═══ Input data ═══

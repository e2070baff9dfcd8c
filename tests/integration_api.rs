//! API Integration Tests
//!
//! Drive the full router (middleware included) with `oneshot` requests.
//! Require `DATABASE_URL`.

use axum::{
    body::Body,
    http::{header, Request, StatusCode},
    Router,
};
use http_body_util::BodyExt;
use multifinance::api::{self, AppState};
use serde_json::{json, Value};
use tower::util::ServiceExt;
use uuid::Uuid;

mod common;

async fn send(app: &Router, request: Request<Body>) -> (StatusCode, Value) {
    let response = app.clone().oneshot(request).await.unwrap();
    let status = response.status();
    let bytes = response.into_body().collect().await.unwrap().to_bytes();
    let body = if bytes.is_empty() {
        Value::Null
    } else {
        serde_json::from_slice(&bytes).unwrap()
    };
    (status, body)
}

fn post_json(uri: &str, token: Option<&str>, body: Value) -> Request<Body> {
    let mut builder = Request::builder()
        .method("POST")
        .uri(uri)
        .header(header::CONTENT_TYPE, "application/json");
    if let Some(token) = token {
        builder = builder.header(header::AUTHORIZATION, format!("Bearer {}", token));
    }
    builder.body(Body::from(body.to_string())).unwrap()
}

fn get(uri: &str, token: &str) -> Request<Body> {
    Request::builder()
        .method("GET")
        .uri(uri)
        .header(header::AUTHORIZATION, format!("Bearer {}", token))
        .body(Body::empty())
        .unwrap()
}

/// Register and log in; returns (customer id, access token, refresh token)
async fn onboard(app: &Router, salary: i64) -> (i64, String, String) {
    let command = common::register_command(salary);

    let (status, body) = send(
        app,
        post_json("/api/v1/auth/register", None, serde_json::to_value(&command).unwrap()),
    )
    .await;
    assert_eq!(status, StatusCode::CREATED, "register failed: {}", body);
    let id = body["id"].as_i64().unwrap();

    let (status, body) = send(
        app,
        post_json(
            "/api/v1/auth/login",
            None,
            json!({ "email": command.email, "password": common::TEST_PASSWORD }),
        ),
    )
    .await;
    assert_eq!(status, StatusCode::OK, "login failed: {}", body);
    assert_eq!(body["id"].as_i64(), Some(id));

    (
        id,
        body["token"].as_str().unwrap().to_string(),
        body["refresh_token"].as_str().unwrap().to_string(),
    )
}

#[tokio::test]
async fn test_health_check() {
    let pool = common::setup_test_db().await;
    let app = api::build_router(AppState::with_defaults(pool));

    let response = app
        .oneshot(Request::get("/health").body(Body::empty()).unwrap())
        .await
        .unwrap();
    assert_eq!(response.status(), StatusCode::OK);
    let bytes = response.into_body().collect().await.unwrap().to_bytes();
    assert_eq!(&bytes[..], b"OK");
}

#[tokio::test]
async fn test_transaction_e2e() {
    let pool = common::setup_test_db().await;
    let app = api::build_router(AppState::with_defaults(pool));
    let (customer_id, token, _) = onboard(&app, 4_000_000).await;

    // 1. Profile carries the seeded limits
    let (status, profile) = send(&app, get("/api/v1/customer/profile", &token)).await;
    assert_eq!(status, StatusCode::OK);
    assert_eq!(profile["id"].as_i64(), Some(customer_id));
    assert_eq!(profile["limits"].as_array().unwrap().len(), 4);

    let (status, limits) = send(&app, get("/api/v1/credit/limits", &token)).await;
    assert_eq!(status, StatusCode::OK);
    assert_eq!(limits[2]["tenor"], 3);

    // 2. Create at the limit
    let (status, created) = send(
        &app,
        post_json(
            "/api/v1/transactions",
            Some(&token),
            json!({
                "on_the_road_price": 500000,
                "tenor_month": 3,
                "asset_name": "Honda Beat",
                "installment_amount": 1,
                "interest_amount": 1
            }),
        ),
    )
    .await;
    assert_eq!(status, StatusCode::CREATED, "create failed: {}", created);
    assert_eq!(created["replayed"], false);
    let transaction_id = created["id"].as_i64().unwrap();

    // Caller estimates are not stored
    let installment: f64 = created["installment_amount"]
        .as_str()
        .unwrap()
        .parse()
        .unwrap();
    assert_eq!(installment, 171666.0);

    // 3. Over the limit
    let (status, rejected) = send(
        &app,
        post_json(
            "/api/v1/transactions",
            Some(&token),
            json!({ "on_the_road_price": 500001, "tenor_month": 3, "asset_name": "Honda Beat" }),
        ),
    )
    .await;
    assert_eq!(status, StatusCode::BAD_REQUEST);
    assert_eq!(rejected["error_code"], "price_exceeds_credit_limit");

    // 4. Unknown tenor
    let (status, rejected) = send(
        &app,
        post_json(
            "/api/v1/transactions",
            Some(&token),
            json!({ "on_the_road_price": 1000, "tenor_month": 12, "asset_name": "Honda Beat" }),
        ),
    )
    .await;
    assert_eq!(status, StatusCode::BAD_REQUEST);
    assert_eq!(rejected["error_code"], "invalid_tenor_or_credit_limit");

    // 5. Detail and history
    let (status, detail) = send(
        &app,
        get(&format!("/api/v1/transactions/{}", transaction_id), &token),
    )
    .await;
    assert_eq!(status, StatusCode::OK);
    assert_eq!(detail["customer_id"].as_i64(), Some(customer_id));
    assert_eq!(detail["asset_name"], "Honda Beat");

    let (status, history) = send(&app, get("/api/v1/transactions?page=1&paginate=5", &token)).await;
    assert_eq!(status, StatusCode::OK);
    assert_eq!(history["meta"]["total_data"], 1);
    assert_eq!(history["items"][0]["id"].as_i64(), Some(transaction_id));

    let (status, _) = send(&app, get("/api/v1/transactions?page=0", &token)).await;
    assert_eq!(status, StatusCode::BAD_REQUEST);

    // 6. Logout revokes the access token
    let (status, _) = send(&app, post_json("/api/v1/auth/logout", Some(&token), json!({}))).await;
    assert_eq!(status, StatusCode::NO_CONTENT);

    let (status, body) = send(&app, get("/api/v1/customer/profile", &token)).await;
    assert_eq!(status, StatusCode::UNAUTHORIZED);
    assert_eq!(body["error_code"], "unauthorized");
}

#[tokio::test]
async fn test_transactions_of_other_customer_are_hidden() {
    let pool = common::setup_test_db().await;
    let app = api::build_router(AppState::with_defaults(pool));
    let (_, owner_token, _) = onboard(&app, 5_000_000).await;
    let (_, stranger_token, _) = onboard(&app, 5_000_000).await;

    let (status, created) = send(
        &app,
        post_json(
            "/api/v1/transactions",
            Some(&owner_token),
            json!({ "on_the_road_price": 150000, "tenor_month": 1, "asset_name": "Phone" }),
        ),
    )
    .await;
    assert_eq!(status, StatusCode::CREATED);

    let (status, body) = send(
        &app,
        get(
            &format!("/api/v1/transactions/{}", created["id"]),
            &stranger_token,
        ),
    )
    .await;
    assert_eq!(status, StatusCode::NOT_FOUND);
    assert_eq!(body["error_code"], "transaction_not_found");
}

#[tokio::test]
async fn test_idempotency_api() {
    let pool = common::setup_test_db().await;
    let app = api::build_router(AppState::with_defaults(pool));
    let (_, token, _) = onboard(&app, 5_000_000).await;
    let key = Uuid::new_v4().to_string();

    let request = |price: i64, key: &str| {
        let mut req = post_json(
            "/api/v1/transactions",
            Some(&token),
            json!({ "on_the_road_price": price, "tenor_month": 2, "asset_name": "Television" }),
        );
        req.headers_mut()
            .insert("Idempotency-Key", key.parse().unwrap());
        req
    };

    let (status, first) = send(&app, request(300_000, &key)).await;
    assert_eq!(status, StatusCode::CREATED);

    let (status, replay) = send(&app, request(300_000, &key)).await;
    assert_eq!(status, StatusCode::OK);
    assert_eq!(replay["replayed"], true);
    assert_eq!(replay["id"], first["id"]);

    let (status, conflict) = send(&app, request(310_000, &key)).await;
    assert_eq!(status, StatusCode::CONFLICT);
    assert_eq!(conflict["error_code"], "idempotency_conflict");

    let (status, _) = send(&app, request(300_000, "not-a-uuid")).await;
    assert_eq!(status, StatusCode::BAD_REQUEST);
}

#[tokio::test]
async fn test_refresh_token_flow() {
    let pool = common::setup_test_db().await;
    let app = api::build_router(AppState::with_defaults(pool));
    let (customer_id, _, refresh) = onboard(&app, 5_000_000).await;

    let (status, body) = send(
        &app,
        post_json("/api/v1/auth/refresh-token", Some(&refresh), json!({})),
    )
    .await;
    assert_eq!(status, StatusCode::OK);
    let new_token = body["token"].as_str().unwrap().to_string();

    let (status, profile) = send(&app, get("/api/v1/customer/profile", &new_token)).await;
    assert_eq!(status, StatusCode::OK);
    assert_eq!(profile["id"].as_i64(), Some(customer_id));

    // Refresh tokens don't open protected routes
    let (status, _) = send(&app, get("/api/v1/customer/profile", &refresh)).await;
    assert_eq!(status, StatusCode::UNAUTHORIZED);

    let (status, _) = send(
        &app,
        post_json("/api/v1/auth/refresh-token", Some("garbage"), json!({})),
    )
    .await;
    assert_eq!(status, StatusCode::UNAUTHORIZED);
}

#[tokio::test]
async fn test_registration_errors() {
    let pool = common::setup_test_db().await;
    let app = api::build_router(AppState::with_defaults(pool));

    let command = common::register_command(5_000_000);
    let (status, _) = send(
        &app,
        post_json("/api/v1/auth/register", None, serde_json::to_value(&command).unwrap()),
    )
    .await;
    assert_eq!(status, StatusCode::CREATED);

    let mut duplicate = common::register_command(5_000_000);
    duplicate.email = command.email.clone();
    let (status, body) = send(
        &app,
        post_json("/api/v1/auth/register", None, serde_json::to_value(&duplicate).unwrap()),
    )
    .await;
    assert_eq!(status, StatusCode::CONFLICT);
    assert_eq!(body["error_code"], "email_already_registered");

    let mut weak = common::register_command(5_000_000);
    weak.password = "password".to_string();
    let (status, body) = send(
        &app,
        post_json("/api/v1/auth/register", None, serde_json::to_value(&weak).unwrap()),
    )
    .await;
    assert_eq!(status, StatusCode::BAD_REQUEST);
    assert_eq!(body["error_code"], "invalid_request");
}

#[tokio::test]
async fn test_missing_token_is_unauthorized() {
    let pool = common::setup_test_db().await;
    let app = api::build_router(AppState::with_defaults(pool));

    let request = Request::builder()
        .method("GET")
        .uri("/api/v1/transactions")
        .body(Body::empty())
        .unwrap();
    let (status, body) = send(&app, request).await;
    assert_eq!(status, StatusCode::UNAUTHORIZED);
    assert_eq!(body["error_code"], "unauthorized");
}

═══

◆ Aim of the exercise
Please show each line in the records above that contains "parse".

◆ Expected output
        .parse()
            .insert("Idempotency-Key", key.parse().unwrap());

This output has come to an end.